Gene transfer of costimulatory molecules B7–1 and B7–2 into human multiple myeloma cells by recombinant adeno-associated virus enhances the cytolytic T cell response

Abstract

Gene transfer of the costimulatory molecules of B7–1 and B7–2 induces a potent antitumor immune response in a variety of tumor models. B cell neoplasms including multiple myeloma (MM) often show little or no expression of B7 antigens; they are therefore a potential target for this approach. To increase the expression of human B7 genes in MM cells, both genes and the neomycin phosphotransferase gene were packaged into recombinant adeno-associated virus vectors (rAAV). The resulting recombinant viruses rAAV/B7–1, rAAV/B7–2 and rAAV/Neo were used to transduce the MM cell lines LP-1 and RPMI 8226. This allowed the transduction of up to 80% of LP-1 cells 4 days after infection with purified rAAV particles.
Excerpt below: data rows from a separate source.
//! Lexical analyses over document trees.
//!
//! Frequency tables for wordforms, morphemes and part-of-speech tags, a
//! consistency check that flags morphemes analysed in conflicting ways, and
//! allomorph groups (one citation form realised by several surface forms).

use std::collections::{BTreeMap, BTreeSet, HashMap};
use std::{error::Error, fmt, str::FromStr};

use igt_store::tree::{Document, Morpheme};
use serde::{Deserialize, Serialize};

/// More than this many morpheme types for one citation form is a conflict.
const MAX_TYPES: usize = 1;
const MAX_MSAS: usize = 2;
const MAX_GLOSSES: usize = 3;

/// What a frequency table counts.
#[derive(Debug, Clone, Copy, PartialEq, Eq, Hash, Serialize, Deserialize)]
#[serde(rename_all = "lowercase")]
pub enum FrequencyItem {
    /// Surface forms of non-punctuation words.
    Word,
    /// Citation forms of morphemes.
    Morpheme,
    /// Part-of-speech tags of words.
    Pos,
}

impl FrequencyItem {
    pub const ALL: [Self; 3] = [Self::Word, Self::Morpheme, Self::Pos];

    #[must_use]
    pub const fn as_str(self) -> &'static str {
        match self {
            Self::Word => "word",
            Self::Morpheme => "morpheme",
            Self::Pos => "pos",
        }
    }
}

impl fmt::Display for FrequencyItem {
    fn fmt(&self, f: &mut fmt::Formatter<'_>) -> fmt::Result {
        f.write_str(self.as_str())
    }
}

#[derive(Debug, Clone, PartialEq, Eq)]
pub struct UnknownFrequencyItem(pub String);

impl fmt::Display for UnknownFrequencyItem {
    fn fmt(&self, f: &mut fmt::Formatter<'_>) -> fmt::Result {
        write!(f, "unknown frequency item '{}', expected word, morpheme or pos", self.0)
    }
}

impl Error for UnknownFrequencyItem {}

impl FromStr for FrequencyItem {
    type Err = UnknownFrequencyItem;

    fn from_str(value: &str) -> Result<Self, Self::Err> {
        let normalized = value.trim().to_lowercase();
        Self::ALL
            .into_iter()
            .find(|item| item.as_str() == normalized)
            .ok_or_else(|| UnknownFrequencyItem(value.to_string()))
    }
}

/// Parameters of a frequency table.
#[derive(Debug, Clone, PartialEq, Eq, Serialize, Deserialize)]
pub struct FrequencyQuery {
    pub item: FrequencyItem,
    /// Only count entities whose resolved language matches.
    pub language: Option<String>,
    pub min_frequency: usize,
    pub limit: usize,
}

impl FrequencyQuery {
    pub const DEFAULT_LIMIT: usize = 100;

    #[must_use]
    pub const fn new(item: FrequencyItem) -> Self {
        Self {
            item,
            language: None,
            min_frequency: 1,
            limit: Self::DEFAULT_LIMIT,
        }
    }

    #[must_use]
    pub fn with_language(mut self, language: impl Into<String>) -> Self {
        self.language = Some(language.into());
        self
    }
}

/// One row of a frequency table.
///
/// `percentage` is the share of all counted occurrences, rounded to two
/// decimals, and is computed before `min_frequency` and `limit` apply.
#[derive(Debug, Clone, PartialEq, Serialize, Deserialize)]
pub struct FrequencyEntry {
    pub item: String,
    pub frequency: usize,
    pub percentage: f64,
}

/// Counts wordforms, morphemes or tags, most frequent first. Ties sort by item.
#[must_use]
pub fn frequency<'a>(
    documents: impl IntoIterator<Item = &'a Document>,
    query: &FrequencyQuery,
) -> Vec<FrequencyEntry> {
    let language = query.language.as_deref();
    let mut counts: HashMap<&str, usize> = HashMap::new();

    for word in documents.into_iter().flat_map(Document::words) {
        if word.is_punctuation {
            continue;
        }
        match query.item {
            FrequencyItem::Word if matches_language(word.language.as_deref(), language) => {
                if !word.surface_form.trim().is_empty() {
                    *counts.entry(word.surface_form.as_str()).or_default() += 1;
                }
            }
            FrequencyItem::Pos if matches_language(word.language.as_deref(), language) => {
                if let Some(pos) = word.part_of_speech.as_deref() {
                    *counts.entry(pos).or_default() += 1;
                }
            }
            FrequencyItem::Morpheme => {
                for morpheme in &word.morphemes {
                    if !matches_language(morpheme.language.as_deref(), language) {
                        continue;
                    }
                    if let Some(citation_form) = morpheme.citation_form.as_deref() {
                        *counts.entry(citation_form).or_default() += 1;
                    }
                }
            }
            FrequencyItem::Word | FrequencyItem::Pos => {}
        }
    }

    let total: usize = counts.values().sum();
    let mut entries: Vec<FrequencyEntry> = counts
        .into_iter()
        .filter(|(_, count)| *count >= query.min_frequency)
        .map(|(item, count)| FrequencyEntry {
            item: item.to_string(),
            frequency: count,
            percentage: share(count, total),
        })
        .collect();
    entries.sort_by(|left, right| {
        right
            .frequency
            .cmp(&left.frequency)
            .then_with(|| left.item.cmp(&right.item))
    });
    entries.truncate(query.limit);
    entries
}

/// Why a citation form was flagged.
#[derive(Debug, Clone, Copy, PartialEq, Eq, Hash, Serialize, Deserialize)]
#[serde(rename_all = "snake_case")]
pub enum IssueKind {
    /// Analysed with more than one morpheme type.
    TypeConflict,
    /// Carries more than two grammatical analyses.
    MsaConflict,
    /// Glossed more than three different ways.
    GlossVariance,
}

/// A citation form whose analyses disagree across the corpus.
#[derive(Debug, Clone, PartialEq, Eq, Serialize, Deserialize)]
pub struct MorphemeIssue {
    pub citation_form: String,
    pub language: Option<String>,
    pub instances: usize,
    pub types: BTreeSet<String>,
    pub msas: BTreeSet<String>,
    pub glosses: BTreeSet<String>,
    pub issue: IssueKind,
}

/// Flags citation forms with conflicting types, analyses or glosses.
///
/// When several problems apply the issue is the first of type conflict, msa
/// conflict and gloss variance. Most frequent forms come first.
#[must_use]
pub fn morpheme_issues<'a>(
    documents: impl IntoIterator<Item = &'a Document>,
    language: Option<&str>,
    limit: usize,
) -> Vec<MorphemeIssue> {
    let mut issues: Vec<MorphemeIssue> = group_by_citation_form(documents, language)
        .into_iter()
        .filter_map(|((citation_form, language), group)| {
            let types: BTreeSet<String> = group
                .iter()
                .map(|morpheme| morpheme.morph_type.as_str().to_string())
                .collect();
            let msas: BTreeSet<String> = group.iter().filter_map(|morpheme| morpheme.msa.clone()).collect();
            let glosses: BTreeSet<String> = group.iter().filter_map(|morpheme| morpheme.gloss.clone()).collect();
            let issue = if types.len() > MAX_TYPES {
                IssueKind::TypeConflict
            } else if msas.len() > MAX_MSAS {
                IssueKind::MsaConflict
            } else if glosses.len() > MAX_GLOSSES {
                IssueKind::GlossVariance
            } else {
                return None;
            };
            Some(MorphemeIssue {
                citation_form,
                language,
                instances: group.len(),
                types,
                msas,
                glosses,
                issue,
            })
        })
        .collect();
    issues.sort_by(|left, right| {
        right
            .instances
            .cmp(&left.instances)
            .then_with(|| right.types.len().cmp(&left.types.len()))
            .then_with(|| right.glosses.len().cmp(&left.glosses.len()))
            .then_with(|| left.citation_form.cmp(&right.citation_form))
    });
    issues.truncate(limit);
    issues
}

/// Surface variants sharing one citation form.
#[derive(Debug, Clone, PartialEq, Eq, Serialize, Deserialize)]
pub struct AllomorphGroup {
    pub citation_form: String,
    pub language: Option<String>,
    pub surface_forms: BTreeSet<String>,
    pub glosses: BTreeSet<String>,
    pub instances: usize,
    pub morpheme_ids: Vec<String>,
}

/// Groups morphemes by citation form and keeps those realised by at least
/// `min_variants` distinct surface forms.
#[must_use]
pub fn allomorphs<'a>(
    documents: impl IntoIterator<Item = &'a Document>,
    language: Option<&str>,
    min_variants: usize,
    limit: usize,
) -> Vec<AllomorphGroup> {
    let mut groups: Vec<AllomorphGroup> = group_by_citation_form(documents, language)
        .into_iter()
        .filter_map(|((citation_form, language), group)| {
            let surface_forms: BTreeSet<String> = group
                .iter()
                .filter_map(|morpheme| {
                    let form = morpheme.surface_form.trim();
                    (!form.is_empty()).then(|| form.to_string())
                })
                .collect();
            if surface_forms.len() < min_variants {
                return None;
            }
            Some(AllomorphGroup {
                citation_form,
                language,
                surface_forms,
                glosses: group.iter().filter_map(|morpheme| morpheme.gloss.clone()).collect(),
                instances: group.len(),
                morpheme_ids: group.iter().map(|morpheme| morpheme.id.clone()).collect(),
            })
        })
        .collect();
    groups.sort_by(|left, right| {
        right
            .instances
            .cmp(&left.instances)
            .then_with(|| right.surface_forms.len().cmp(&left.surface_forms.len()))
            .then_with(|| left.citation_form.cmp(&right.citation_form))
    });
    groups.truncate(limit);
    groups
}

type CitationKey = (String, Option<String>);

// Morphemes with a citation form, keyed by form and resolved language.
fn group_by_citation_form<'a>(
    documents: impl IntoIterator<Item = &'a Document>,
    language: Option<&str>,
) -> BTreeMap<CitationKey, Vec<&'a Morpheme>> {
    let mut groups: BTreeMap<CitationKey, Vec<&'a Morpheme>> = BTreeMap::new();
    let morphemes = documents
        .into_iter()
        .flat_map(Document::words)
        .flat_map(|word| word.morphemes.iter());
    for morpheme in morphemes {
        let Some(citation_form) = morpheme.citation_form.as_deref() else {
            continue;
        };
        if !matches_language(morpheme.language.as_deref(), language) {
            continue;
        }
        groups
            .entry((citation_form.to_string(), morpheme.language.clone()))
            .or_default()
            .push(morpheme);
    }
    groups
}

fn matches_language(value: Option<&str>, wanted: Option<&str>) -> bool {
    wanted.is_none_or(|wanted| value == Some(wanted))
}

fn share(count: usize, total: usize) -> f64 {
    if total == 0 {
        return 0.0;
    }
    let percent = f64::from(saturate(count)) * 100.0 / f64::from(saturate(total));
    (percent * 100.0).round() / 100.0
}

fn saturate(value: usize) -> u32 {
    u32::try_from(value).unwrap_or(u32::MAX)
}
The response of human allogeneic T cells to rAAV/B7–1 and rAAV/B7–2 transduced, γ-irradiated LP-1 cells was assessed by [³H]thymidine incorporation, by RT-PCR-based detection of immunostimulatory cytokine transcripts and by ELISA quantification of cytokines in the supernatant. Stimulation of T cells with rAAV/B7–1 or rAAV/B7–2 transduced LP-1 cells resulted in an up to 10-fold increase of T cell proliferation when compared with LP-1 cells transduced with rAAV/Neo. Similar results were obtained with RPMI 8226 cells. Both rAAV/B7–1 and rAAV/B7–2 transduced LP-1 cells stimulated the T cell secretion of IL-2 and IFN-γ. Furthermore, [⁵¹Cr] release assays showed that rAAV/B7–1 or rAAV/B7–2 transduced LP-1 cells induced a cytolytic T cell (CTL) response, in contrast to LP-1 cells transduced with rAAV/Neo. In all assays, the effects of rAAV/B7–1 and rAAV/B7–2 were similar. Taken together, the results show that rAAV-mediated transfer of B7 genes into MM cell lines is able to enhance the antitumor T cell response and to elicit a cytolytic T cell response.